PAX5 is part of a functional transcription factor network targeted in lymphoid leukemia

• Published in: PLoS genetics Vol. 15; no. 8; p. e1008280
• Main Authors: Okuyama, Kazuki, Strid, Tobias, Kuruvilla, Jacob, Somasundaram, Rajesh, Cristobal, Susana, Smith, Emma, Prasad, Mahadesh, Fioretos, Thoas, Lilljebjörn, Henrik, Soneji, Shamit, Lang, Stefan, Ungerbäck, Jonas, Sigvardsson, Mikael
• Format: Journal Article
• Language: English
• Published: United States Public Library of Science 05.08.2019; Public Library of Science (PLoS)

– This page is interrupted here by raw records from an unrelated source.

//! # cfgsync Engine
//!
//! Configuration synchronization engine.
//!
//! This crate provides:
//! - Typed field registry (schema resolved once at startup)
//! - Field store mirroring displayed/persisted configuration
//! - Cross-field dependency rules (group, requires, gate, conditional)
//! - Dual transport: live push channel with an HTTP fallback
//! - Reconnect with capped exponential backoff
//! - Sync engine with a single event-driven dispatch loop
//!
//! ## Architecture
//!
//! ```text
//! presentation ──RawInput──► SyncEngine ──rules──► FieldStore
//!      ▲                        │   ▲
//!      │ on_apply / on_warn     │   │ TransportEvent queue
//!      └────────────────────────┘   │
//!                               TransportChannel
//!                              live ◄──► fallback
//! ```
//!
//! ## Key Invariants
//!
//! - The store is only mutated by the engine after a successful apply
//! - While connected, writes go over the live channel (fire-and-forget)
//! - Otherwise writes go over the fallback and are applied only on success
//! - Remote updates are applied as-is, without local rule evaluation
//! - Rules force at most one level of corrections
//! - No failure is fatal to the engine

#![deny(unsafe_code)]
#![warn(missing_docs)]

mod config;
mod defaults;
mod error;
mod handle;
mod http;
mod presentation;
mod registry;
mod rules;
mod state;
mod store;
mod transport;

pub use config::{ForcedUpdatePolicy, ReconnectConfig, SyncConfig};
pub use defaults::{standard_registry, standard_rules};
pub use error::{ConfigError, SyncError, SyncResult};
pub use handle::{EngineCommand, EngineHandle};
pub use http::{
    FallbackPersistence, HttpClient, HttpPersistence, LoopbackClient, LoopbackServer,
    MemoryPersistence,
};
pub use presentation::{Notice, Presentation, PresentationEvent, RecordingPresentation};
pub use registry::{FieldKind, FieldRegistry, FieldRegistryBuilder, InputValue, RawInput};
pub use rules::{
    Condition, DependencyRule, DependencyRules, Evaluation, RuleAction, RuleOutcome, UiEffect,
};
pub use state::{EnginePhase, EngineStats, SyncEngine};
pub use store::FieldStore;
pub use transport::{
    ActivePath, Delivery, LiveConnector, LiveLink, LivePeer, LiveSender, MockConnector,
    MockConnectorHandle, SessionState, TransportChannel, TransportEvent, TransportEvents,
};

pub use cfgsync_protocol::{
    ClientFrame, ConfigSnapshot, Credentials, FieldUpdate, FieldValue, ServerFrame, UpdateBatch,
};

• Subjects: Acute myeloid leukemia; AML1 protein; Animal models; Animals; B cells; Basic Medicine; Bioinformatics; Biology and life sciences; Chromosomes; Collaboration; Core Binding Factor Alpha 2 Subunit - genetics; Disease Models, Animal; Displays (Marketing); DNA binding proteins; Funding; Fusion protein; Gene expression; Gene Expression Regulation; Gene Expression Regulation, Leukemic; Gene Regulatory Networks - genetics; Genes; Genetic aspects; Genetics; Genomes; Health aspects; Hematology; Humans; Ikaros Transcription Factor - genetics; Karyotypes; Leukemia; Lymphatic leukemia; Lymphocytes B; Lymphocytic leukemia; Malignancy; Medical and Health Sciences; Medical Genetics and Genomics (including Gene Therapy); Medicin och hälsovetenskap; Medicine; Medicine and Health Sciences; Medicinsk genetik och genomik (Här ingår: Genterapi); Medicinska och farmaceutiska grundvetenskaper; Mice; Mice, Knockout; Mutation; Oncogene Proteins, Fusion - genetics; Pax5 protein; PAX5 Transcription Factor - genetics; Pipelines; Precursor Cell Lymphoblastic Leukemia-Lymphoma - genetics; Precursor Cell Lymphoblastic Leukemia-Lymphoma - pathology; Precursor Cells, B-Lymphoid; Primary Cell Culture; Proteins; Research and Analysis Methods; Runx1 protein; Software; Stem cells; Supervision; Technology; Transcription factors; Tumor Cells, Cultured; Sweden
• ISSN: 1553-7404; 1553-7390; 1553-7404
• DOI: 10.1371/journal.pgen.1008280

One of the most frequently mutated proteins in human B-lineage leukemia is the transcription factor PAX5. These mutations often result in partial rather than complete loss of function of the transcription factor. While the functional dose of PAX5 has a clear connection to human malignancy, there is limited evidence for that heterozygote loss of PAX5 have a dramatic effect on the development and function of B-cell progenitors. One possible explanation comes from the finding that PAX5 mutated B-ALL often display complex karyotypes and additional mutations. Thus, PAX5 might be one component of a larger transcription factor network targeted in B-ALL. To investigate the functional network associated with PAX5 we used BioID technology to isolate proteins associated with this transcription factor in the living cell. This identified 239 proteins out of which several could be found mutated in human B-ALL. Most prominently we identified the commonly mutated IKZF1 and RUNX1, involved in the formation of ETV6-AML1 fusion protein, among the interaction partners. ChIP- as well as PLAC-seq analysis supported the idea that these factors share a multitude of target genes in human B-ALL cells. Gene expression analysis of mouse models and primary human leukemia suggested that reduced function of PAX5 increased the ability of an oncogenic form of IKZF1 or ETV6-AML to modulate gene expression. Our data reveals that PAX5 belong to a regulatory network frequently targeted by multiple mutations in B-ALL shedding light on the molecular interplay in leukemia cells.